### Available records
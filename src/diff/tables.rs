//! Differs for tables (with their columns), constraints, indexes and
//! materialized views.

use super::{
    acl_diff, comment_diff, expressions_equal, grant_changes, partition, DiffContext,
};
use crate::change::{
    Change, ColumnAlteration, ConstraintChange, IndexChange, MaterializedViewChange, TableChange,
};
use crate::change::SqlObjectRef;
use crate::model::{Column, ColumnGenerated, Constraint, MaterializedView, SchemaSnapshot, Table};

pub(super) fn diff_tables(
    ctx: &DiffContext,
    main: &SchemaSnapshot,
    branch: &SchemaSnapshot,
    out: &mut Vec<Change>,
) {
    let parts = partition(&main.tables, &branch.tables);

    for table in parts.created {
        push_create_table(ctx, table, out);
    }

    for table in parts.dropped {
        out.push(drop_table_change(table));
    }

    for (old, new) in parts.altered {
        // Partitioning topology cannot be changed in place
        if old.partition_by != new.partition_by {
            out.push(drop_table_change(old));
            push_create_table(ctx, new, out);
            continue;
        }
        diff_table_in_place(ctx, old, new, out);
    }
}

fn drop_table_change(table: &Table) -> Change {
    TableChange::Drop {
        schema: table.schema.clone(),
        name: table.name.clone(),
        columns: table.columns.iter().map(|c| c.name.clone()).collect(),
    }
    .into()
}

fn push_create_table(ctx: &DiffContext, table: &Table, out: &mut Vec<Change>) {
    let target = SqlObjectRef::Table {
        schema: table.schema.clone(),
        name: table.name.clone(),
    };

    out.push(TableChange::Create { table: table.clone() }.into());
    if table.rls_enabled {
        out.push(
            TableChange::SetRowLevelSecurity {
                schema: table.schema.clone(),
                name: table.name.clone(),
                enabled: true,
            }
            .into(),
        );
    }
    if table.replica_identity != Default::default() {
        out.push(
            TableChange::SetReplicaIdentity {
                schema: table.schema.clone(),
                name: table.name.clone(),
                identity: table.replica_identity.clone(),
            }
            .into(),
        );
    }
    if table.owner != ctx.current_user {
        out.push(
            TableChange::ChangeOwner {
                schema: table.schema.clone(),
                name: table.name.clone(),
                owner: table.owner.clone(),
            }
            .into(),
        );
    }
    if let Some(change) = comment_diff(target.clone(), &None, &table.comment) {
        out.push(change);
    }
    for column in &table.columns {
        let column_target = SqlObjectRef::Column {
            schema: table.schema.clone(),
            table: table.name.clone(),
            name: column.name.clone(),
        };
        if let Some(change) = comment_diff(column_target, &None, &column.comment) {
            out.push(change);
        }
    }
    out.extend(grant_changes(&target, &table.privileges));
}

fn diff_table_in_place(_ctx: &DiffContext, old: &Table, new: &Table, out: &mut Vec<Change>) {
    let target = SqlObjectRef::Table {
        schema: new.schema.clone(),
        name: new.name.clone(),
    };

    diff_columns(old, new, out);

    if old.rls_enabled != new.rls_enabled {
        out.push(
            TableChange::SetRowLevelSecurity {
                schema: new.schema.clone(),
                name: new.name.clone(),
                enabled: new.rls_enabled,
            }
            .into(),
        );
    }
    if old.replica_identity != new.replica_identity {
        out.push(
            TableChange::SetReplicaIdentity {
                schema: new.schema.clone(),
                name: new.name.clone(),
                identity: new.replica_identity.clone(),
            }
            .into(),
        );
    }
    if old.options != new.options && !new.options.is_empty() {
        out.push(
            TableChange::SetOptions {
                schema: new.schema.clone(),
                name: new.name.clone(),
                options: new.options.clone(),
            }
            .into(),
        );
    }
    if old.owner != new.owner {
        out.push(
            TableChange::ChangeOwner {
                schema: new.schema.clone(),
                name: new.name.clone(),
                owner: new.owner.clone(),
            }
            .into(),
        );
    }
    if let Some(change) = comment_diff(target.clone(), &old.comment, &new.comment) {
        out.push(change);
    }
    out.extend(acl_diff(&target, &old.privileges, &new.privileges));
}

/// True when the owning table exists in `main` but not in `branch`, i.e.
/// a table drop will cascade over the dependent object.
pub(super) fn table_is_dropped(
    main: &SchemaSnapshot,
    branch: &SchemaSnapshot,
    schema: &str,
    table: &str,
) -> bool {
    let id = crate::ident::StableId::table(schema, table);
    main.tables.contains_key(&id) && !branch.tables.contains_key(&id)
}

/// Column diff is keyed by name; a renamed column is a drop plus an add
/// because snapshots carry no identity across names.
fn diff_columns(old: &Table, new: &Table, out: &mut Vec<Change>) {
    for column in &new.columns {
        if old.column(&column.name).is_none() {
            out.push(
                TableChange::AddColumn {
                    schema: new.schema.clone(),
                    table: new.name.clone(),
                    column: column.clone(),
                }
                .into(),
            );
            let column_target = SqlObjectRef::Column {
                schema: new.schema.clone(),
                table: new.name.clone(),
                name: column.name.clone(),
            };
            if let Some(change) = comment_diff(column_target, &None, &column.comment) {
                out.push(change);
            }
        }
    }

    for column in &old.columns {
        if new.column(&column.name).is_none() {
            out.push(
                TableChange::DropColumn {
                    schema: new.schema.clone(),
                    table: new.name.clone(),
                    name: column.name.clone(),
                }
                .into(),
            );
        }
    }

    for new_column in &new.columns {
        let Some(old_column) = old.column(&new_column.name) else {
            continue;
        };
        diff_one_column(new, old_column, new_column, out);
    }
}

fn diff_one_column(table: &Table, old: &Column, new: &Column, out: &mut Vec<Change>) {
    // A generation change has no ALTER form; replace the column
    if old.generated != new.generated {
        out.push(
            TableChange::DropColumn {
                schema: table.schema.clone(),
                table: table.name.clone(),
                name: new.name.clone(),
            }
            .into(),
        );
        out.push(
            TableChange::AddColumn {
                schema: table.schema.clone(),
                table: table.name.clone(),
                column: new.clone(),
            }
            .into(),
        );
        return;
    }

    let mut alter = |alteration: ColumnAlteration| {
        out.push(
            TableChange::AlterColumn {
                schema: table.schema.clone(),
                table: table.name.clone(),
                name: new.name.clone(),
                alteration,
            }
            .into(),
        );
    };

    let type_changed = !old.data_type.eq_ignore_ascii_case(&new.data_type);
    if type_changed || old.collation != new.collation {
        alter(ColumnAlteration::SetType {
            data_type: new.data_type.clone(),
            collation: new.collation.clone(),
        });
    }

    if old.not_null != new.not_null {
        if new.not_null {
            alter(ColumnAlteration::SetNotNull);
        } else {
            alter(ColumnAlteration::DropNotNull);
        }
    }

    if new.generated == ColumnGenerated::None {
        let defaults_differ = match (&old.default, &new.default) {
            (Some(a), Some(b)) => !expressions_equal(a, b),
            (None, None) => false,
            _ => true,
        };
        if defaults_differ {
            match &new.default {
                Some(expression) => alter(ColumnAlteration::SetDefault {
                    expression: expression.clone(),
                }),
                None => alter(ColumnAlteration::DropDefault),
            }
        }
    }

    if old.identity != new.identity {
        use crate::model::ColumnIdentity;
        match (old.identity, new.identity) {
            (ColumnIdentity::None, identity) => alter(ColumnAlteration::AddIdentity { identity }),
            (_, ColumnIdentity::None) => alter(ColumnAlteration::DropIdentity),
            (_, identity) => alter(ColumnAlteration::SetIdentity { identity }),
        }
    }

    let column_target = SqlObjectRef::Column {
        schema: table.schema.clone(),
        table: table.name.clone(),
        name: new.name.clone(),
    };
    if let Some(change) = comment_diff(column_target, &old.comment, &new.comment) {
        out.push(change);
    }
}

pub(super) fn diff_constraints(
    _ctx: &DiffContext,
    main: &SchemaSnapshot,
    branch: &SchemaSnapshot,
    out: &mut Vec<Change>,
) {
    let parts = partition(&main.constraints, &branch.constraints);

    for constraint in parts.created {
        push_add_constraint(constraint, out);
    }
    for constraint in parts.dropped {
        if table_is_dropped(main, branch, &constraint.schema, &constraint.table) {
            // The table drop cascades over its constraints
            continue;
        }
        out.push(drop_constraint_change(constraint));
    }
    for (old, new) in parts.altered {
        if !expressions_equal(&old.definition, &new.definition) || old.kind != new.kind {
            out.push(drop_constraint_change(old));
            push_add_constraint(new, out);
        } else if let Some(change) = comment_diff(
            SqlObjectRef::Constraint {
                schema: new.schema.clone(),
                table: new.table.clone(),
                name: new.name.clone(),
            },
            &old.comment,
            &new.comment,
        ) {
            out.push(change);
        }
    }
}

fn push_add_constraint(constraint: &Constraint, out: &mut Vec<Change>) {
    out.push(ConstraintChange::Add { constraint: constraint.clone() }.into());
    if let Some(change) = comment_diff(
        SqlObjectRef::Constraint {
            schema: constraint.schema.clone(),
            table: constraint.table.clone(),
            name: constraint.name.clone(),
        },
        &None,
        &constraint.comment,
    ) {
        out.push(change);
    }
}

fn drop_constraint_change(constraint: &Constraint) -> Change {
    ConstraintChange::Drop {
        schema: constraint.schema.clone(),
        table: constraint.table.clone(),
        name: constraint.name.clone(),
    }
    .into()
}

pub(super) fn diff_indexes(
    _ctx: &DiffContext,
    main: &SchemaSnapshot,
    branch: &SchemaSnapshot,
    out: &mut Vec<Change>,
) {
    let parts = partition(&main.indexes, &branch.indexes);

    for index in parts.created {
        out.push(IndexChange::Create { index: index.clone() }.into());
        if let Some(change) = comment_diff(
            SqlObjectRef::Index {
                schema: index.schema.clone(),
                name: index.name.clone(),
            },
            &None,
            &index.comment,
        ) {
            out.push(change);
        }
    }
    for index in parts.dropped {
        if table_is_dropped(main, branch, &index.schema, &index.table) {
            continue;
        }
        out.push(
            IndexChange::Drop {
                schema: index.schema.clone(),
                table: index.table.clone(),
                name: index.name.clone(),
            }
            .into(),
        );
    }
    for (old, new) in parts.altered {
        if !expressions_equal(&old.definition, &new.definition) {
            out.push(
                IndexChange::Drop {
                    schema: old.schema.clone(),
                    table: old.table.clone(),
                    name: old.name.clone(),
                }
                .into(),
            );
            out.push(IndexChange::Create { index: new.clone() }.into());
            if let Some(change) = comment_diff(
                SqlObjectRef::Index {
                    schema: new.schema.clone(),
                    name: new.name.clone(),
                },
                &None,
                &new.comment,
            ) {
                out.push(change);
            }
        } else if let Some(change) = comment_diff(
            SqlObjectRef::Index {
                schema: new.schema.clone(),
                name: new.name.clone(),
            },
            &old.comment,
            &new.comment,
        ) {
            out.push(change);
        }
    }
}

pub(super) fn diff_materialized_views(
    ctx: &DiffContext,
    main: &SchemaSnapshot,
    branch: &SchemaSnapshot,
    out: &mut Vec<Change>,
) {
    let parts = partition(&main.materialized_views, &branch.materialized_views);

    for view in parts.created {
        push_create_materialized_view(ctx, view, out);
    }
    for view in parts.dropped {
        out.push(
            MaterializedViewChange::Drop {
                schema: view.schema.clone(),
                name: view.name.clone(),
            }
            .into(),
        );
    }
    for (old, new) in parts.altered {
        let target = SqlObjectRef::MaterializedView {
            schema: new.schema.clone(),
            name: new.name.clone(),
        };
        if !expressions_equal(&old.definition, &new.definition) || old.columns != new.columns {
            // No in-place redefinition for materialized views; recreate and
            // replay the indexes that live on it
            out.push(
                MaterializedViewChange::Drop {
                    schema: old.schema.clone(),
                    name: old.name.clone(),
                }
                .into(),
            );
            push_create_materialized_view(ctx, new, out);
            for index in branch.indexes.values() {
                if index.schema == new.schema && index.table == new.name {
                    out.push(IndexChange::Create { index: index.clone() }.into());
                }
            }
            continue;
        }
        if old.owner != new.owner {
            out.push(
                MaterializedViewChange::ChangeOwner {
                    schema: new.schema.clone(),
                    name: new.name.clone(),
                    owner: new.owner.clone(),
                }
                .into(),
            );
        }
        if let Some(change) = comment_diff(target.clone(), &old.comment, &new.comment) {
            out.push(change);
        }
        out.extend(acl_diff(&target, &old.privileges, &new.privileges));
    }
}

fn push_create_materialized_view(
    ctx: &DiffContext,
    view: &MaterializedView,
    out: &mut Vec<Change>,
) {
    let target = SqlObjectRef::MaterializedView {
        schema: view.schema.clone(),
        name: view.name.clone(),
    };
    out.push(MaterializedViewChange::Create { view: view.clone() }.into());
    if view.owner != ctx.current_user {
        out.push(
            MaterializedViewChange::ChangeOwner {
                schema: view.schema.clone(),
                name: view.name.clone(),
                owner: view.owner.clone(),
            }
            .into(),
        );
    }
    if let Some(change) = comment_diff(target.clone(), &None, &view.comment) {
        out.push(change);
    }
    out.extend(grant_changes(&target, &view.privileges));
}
######
▶ [Your task]: Scan the data above, find each line with "AddColumn", and copy it.

▶ [Output of the exercise]:
                TableChange::AddColumn {
            TableChange::AddColumn {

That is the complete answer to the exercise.